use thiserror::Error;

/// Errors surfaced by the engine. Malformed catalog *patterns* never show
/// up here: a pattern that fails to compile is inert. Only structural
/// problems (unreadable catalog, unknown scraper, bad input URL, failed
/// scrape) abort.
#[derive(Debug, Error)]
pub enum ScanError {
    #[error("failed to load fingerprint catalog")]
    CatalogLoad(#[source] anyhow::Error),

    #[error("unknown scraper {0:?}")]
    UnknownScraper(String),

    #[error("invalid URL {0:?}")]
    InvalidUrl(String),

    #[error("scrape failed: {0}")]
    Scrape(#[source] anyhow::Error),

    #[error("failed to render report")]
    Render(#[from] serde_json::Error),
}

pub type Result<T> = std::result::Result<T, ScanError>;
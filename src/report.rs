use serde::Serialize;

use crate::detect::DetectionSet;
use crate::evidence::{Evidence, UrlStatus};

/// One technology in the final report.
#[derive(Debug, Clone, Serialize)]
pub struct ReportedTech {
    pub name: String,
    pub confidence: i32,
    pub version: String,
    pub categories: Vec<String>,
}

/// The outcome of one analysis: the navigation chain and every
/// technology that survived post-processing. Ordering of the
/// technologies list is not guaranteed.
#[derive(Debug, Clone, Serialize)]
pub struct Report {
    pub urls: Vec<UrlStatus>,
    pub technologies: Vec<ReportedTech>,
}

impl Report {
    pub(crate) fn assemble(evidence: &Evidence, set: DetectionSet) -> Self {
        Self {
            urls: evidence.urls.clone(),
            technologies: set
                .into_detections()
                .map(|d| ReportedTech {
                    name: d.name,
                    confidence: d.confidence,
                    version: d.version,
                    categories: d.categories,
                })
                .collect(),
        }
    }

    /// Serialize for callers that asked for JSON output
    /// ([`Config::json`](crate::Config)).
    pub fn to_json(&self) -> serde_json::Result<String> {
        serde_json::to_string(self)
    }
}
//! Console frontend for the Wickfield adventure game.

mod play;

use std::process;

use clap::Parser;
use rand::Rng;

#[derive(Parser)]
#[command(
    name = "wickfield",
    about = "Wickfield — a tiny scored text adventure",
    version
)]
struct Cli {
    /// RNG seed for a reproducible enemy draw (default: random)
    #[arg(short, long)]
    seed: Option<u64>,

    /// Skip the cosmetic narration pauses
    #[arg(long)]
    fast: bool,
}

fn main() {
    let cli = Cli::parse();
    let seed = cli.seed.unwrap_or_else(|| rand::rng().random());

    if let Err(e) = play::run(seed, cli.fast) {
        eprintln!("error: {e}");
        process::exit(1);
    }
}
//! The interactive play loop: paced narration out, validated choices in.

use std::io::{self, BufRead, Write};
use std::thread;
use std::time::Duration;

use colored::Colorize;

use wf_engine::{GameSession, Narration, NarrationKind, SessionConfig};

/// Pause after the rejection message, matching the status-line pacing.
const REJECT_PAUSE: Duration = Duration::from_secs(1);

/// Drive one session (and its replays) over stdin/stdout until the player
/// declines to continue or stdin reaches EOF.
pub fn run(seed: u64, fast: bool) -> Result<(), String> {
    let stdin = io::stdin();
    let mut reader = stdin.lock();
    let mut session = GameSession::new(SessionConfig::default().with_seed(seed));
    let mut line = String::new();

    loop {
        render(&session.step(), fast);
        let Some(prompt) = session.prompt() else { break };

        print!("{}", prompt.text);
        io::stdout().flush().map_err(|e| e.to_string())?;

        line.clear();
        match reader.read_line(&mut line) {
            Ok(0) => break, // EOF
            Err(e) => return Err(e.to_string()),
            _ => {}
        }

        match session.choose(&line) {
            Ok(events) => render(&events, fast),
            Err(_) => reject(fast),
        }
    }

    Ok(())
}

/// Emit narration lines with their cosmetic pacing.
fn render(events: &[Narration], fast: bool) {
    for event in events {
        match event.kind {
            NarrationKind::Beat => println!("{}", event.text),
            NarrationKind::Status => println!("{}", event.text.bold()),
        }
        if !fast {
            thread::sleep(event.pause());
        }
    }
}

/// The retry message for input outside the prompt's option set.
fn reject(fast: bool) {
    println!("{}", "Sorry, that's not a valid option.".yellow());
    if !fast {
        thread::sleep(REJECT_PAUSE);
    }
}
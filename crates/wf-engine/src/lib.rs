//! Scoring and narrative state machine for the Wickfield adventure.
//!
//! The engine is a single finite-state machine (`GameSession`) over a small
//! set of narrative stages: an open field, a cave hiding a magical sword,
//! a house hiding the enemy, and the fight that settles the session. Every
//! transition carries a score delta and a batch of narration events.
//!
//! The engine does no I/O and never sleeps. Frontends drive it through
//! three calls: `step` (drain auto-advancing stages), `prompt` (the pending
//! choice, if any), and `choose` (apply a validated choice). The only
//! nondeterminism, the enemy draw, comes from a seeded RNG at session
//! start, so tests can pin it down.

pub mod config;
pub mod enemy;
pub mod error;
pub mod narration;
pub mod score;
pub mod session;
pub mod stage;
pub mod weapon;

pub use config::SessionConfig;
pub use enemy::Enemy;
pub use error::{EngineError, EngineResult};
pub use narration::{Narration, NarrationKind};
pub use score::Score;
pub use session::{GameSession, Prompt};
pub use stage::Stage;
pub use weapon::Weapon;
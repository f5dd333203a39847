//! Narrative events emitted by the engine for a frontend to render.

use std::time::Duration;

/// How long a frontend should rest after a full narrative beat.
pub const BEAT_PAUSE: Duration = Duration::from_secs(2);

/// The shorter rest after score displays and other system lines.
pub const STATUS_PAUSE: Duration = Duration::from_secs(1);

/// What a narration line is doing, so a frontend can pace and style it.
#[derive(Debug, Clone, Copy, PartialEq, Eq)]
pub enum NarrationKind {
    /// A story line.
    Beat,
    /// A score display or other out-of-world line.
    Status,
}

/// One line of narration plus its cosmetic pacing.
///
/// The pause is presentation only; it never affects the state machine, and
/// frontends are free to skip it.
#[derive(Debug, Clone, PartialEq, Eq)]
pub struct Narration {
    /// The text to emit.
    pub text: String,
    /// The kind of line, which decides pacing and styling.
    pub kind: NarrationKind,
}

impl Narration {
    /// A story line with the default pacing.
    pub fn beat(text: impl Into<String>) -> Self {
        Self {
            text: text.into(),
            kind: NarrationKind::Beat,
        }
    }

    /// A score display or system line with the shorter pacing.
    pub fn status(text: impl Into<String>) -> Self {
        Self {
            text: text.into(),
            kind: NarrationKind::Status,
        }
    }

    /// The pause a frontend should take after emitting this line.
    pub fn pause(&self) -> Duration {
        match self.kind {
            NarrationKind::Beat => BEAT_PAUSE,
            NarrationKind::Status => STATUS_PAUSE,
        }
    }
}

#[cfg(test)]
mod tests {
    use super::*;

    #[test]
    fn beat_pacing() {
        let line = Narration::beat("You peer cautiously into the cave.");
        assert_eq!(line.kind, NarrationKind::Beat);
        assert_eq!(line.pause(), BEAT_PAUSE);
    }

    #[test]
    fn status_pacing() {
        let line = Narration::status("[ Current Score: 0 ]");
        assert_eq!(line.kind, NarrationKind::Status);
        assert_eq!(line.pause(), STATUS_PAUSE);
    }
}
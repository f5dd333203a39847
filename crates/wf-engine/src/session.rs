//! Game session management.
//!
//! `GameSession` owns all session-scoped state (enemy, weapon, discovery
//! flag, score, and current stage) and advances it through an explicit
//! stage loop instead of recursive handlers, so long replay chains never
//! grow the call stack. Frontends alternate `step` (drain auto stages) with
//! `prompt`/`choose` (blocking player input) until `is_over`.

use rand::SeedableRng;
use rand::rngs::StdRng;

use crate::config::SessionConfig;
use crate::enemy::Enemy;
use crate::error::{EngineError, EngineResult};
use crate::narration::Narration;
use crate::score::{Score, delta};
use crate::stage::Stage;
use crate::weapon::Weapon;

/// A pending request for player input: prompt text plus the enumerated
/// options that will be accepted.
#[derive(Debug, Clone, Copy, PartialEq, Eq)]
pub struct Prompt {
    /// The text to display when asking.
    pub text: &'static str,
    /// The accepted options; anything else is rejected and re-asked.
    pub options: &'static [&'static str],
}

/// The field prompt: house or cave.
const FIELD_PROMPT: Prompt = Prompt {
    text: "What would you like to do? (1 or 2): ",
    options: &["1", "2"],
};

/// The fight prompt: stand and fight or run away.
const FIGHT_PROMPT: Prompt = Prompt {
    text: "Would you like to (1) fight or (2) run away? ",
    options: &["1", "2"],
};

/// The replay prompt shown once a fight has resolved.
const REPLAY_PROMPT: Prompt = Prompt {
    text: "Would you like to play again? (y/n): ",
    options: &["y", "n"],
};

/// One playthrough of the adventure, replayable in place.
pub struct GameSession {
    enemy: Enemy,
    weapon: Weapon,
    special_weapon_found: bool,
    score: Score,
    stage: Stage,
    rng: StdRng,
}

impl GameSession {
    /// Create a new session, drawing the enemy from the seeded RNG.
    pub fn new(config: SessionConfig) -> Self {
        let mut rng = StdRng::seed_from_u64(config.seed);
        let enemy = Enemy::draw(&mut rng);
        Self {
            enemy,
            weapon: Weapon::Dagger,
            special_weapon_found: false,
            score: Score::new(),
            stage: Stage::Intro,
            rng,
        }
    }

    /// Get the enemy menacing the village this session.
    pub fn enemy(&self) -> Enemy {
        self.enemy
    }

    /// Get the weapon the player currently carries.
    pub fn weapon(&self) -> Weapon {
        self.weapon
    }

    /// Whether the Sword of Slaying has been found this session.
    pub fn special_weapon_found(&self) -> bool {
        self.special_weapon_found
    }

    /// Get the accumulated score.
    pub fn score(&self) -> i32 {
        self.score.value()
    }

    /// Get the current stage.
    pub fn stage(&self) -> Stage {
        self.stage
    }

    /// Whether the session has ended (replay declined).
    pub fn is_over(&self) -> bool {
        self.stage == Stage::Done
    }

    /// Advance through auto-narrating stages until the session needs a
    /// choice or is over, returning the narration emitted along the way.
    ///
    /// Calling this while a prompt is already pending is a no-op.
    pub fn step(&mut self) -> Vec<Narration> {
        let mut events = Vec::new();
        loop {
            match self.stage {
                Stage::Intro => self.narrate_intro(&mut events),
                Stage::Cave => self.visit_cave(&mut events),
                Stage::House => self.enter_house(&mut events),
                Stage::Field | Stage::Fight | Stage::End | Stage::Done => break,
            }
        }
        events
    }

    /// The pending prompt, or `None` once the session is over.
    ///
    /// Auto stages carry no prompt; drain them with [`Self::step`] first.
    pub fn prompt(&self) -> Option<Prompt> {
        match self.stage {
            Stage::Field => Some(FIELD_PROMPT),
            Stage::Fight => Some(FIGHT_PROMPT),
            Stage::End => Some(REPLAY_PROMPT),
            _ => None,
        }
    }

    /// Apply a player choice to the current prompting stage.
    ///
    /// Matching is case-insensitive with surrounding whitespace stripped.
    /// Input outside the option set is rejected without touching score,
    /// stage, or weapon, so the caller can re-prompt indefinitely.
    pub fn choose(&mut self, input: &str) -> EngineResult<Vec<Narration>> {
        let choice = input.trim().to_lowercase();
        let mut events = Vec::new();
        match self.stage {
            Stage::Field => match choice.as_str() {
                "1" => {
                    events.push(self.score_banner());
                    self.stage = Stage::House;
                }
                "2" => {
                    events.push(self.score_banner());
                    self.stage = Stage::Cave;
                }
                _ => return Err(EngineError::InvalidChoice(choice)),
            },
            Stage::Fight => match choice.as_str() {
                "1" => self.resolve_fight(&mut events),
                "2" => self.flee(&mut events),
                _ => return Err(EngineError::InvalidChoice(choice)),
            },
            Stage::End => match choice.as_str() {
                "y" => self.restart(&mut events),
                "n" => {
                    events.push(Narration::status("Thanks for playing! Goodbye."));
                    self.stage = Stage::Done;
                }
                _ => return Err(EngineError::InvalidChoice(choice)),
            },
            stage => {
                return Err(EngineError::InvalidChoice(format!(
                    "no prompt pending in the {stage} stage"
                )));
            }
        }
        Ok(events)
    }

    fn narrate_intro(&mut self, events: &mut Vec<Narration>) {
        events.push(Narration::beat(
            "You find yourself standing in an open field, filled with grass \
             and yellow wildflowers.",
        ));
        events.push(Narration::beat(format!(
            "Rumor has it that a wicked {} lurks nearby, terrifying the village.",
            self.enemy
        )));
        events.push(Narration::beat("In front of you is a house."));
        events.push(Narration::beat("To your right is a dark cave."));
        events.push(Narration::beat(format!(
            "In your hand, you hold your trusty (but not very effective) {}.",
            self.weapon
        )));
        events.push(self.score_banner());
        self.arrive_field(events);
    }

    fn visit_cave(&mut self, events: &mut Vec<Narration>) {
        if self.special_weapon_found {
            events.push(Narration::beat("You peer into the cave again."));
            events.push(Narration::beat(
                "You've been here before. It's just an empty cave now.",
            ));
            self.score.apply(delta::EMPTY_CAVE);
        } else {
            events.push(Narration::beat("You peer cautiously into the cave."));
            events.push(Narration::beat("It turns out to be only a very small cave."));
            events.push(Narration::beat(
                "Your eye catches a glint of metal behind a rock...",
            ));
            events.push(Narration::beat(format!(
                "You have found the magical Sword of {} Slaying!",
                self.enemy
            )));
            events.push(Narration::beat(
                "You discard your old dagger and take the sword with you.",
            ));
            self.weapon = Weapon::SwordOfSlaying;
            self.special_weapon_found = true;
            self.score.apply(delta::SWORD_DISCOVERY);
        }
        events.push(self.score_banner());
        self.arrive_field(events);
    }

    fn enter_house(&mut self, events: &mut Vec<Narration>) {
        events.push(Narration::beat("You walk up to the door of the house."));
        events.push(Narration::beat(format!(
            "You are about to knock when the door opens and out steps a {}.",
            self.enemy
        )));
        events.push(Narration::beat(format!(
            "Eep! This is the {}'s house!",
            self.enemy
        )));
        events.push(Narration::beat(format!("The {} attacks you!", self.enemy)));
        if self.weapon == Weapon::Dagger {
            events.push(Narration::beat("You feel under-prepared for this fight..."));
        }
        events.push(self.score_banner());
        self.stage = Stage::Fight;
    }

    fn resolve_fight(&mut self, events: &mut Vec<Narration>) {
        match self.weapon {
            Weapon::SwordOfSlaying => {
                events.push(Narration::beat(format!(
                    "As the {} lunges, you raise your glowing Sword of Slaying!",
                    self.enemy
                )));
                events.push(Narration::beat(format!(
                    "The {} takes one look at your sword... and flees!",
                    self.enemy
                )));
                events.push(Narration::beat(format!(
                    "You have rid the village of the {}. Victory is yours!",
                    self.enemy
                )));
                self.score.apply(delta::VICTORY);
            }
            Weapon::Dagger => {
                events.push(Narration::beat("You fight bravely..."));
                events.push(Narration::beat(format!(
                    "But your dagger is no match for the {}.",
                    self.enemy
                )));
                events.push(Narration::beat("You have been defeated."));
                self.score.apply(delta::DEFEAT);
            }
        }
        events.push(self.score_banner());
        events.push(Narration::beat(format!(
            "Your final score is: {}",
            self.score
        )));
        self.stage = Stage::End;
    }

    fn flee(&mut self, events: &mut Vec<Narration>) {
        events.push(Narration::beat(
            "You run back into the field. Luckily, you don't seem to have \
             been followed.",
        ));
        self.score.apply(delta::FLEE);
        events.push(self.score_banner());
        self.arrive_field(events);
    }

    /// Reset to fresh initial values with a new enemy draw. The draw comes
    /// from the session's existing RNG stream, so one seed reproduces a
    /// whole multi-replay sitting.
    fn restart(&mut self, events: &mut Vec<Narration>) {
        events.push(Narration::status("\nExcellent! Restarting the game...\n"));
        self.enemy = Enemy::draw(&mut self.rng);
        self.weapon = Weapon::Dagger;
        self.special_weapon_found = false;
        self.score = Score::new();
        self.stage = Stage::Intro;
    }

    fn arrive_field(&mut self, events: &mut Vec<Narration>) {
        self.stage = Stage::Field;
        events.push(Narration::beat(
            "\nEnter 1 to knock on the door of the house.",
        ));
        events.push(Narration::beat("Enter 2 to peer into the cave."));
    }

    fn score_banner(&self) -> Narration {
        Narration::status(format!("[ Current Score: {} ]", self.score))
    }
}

TASK: Everything starting at the line containing "use crate::config::SessionConfig;" and ending at the line containing "use crate::weapon::Weapon;" in the records above should be repeated exactly, and only that.

ANSWER SECTION:
use crate::config::SessionConfig;
use crate::enemy::Enemy;
use crate::error::{EngineError, EngineResult};
use crate::narration::Narration;
use crate::score::{Score, delta};
use crate::stage::Stage;
use crate::weapon::Weapon;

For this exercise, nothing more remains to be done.